Even Savin Bros. v State of New York (62 AD2d 511, affd on opn below 47 NY2d 934), upon which the dissent partially relies to support its argument that the instant dispute resolution clause conclusively determined plaintiffs claims and bars the within action, also reiterated the now well-established rule that while "the parties are free to leave certain determinations to the judgment of the engineer and, where this has been done, the determination of the engineer is final as a matter of law, absent a showing of fraud or bad faith * * * the contractor is not bound by the engineer’s erroneous construction of law in interpreting the contract (Smith Contr. Co. v City of New York, [240 NY 491], supra; Daniels Co. v City of New York, [196 App Div 856], supra; Burke v Mayor, etc. of City of N. Y., 7 App Div 128)” (supra, at 516).

This exclusion which preserves for the judicial forum issues involving questions of law can hardly be said to undermine the specific purposes underlying these clauses and, indeed, is responsive to a problematic factor in having an engineer or architect make legal determinations. As one commentator has observed: "The whole purpose behind courts allowing contracts to make architect’s decisions final at all is to allow *144experts to protect the owner who lacks expertise in the field. Architects having no particular legal expertise, the courts should be willing to review their legal conclusions made on points not concerned with the quality or nature of the work required * * * Compare this with the case of an arbitrator, whose expertise, if not strictly legal, is certainly in the area of settlement of disputes. It should go without saying that when the reason for the rule ceases, the rule also ceases, and experts are therefore not entitled to conclusive deference outside the areas of their expertise” (Corbin, Contracts § 652, at 790-791 [Kaufman 1984 Supp]).

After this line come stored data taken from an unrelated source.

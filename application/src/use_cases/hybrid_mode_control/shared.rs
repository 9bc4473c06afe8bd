//! Steps shared by both control kinds.

use super::{ControlPorts, TransitionError};
use crate::ports::confirmation::ConfirmationRequest;
use crate::ports::transition_logger::TransitionEvent;
use hybridctl_domain::{ControlKind, FeatureError, HybridModeState, WarningCategory};
use serde_json::json;
use tracing::{debug, info, warn};

/// Port bundle plus the fixed control kind.
pub(super) struct ControlCore {
    ports: ControlPorts,
    kind: ControlKind,
}

impl ControlCore {
    pub(super) fn new(ports: ControlPorts, kind: ControlKind) -> Self {
        Self { ports, kind }
    }

    pub(super) fn kind(&self) -> ControlKind {
        self.kind
    }

    pub(super) fn ports(&self) -> &ControlPorts {
        &self.ports
    }

    pub(super) fn ensure_supported(&self, state: HybridModeState) -> Result<(), TransitionError> {
        if self.kind.supports(state) {
            Ok(())
        } else {
            Err(TransitionError::UnsupportedState {
                state,
                kind: self.kind,
            })
        }
    }

    pub(super) fn log_requested(&self, old: HybridModeState, new: HybridModeState) {
        info!("Hybrid mode change requested ({}): {} -> {}", self.kind, old, new);
        self.journal(
            "transition_requested",
            json!({ "control": self.kind, "old": old, "new": new }),
        );
    }

    /// Base transition step: commit `new` or fail.
    pub(super) async fn commit(&self, new: HybridModeState) -> Result<(), FeatureError> {
        debug!("Writing hybrid mode {}", new);
        match self.ports.feature.write_state(new).await {
            Ok(()) => {
                self.journal("state_committed", json!({ "state": new }));
                Ok(())
            }
            Err(e) => {
                warn!("Writing hybrid mode {} failed: {}", new, e);
                self.journal(
                    "write_failed",
                    json!({
                        "state": new,
                        "error": e.to_string(),
                        "igpu_mode": e.igpu_mode(),
                    }),
                );
                Err(e)
            }
        }
    }

    /// Show a classified write failure.
    pub(super) fn warn(&self, category: WarningCategory) {
        warn!("Hybrid mode change rejected by firmware: {:?}", category);
        self.ports
            .presenter
            .notify_warning(category.title(), category.message());
        self.journal("warned", json!({ "category": category }));
    }

    /// Re-read the active state and hand it to the presenter.
    pub(super) async fn refresh(&self) -> Result<HybridModeState, TransitionError> {
        let state = self.ports.feature.read_state().await?;
        debug!("Refreshed hybrid mode: {}", state);
        self.ports.presenter.show_state(state);
        self.journal("refreshed", json!({ "state": state }));
        Ok(state)
    }

    pub(super) async fn confirm_restart(
        &self,
        request: &ConfirmationRequest,
    ) -> Result<bool, TransitionError> {
        debug!("Asking for restart confirmation: {}", request.title);
        let confirmed = self.ports.confirmation.confirm(request).await?;
        self.journal(
            if confirmed {
                "restart_confirmed"
            } else {
                "restart_declined"
            },
            json!({ "control": self.kind }),
        );
        Ok(confirmed)
    }

    pub(super) async fn restart(&self) -> Result<(), TransitionError> {
        info!("Restarting to apply hybrid mode");
        self.ports.restart.restart().await?;
        Ok(())
    }

    fn journal(&self, event_type: &'static str, payload: serde_json::Value) {
        self.ports
            .transition_logger
            .log(TransitionEvent::new(event_type, payload));
    }
}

The City of New York cannot ignore the effect of these cases by arguing that they are nevertheless inapplicable to the instant broadly worded clause, for this very same clause has itself been interpreted in this manner since at least 1893. The contract at issue in O’Brien v Mayor of City of N. Y. (139 NY 543, supra) included the very same article XXIV clause (supra, at 575). While the city never asserted that the plaintiff contractor was barred by the clause from bringing its action to recover on its previously denied excavation claim, the court did note that the dispute therein involved a question of contract construction, which the court then went on to review on the merits (supra, at 568).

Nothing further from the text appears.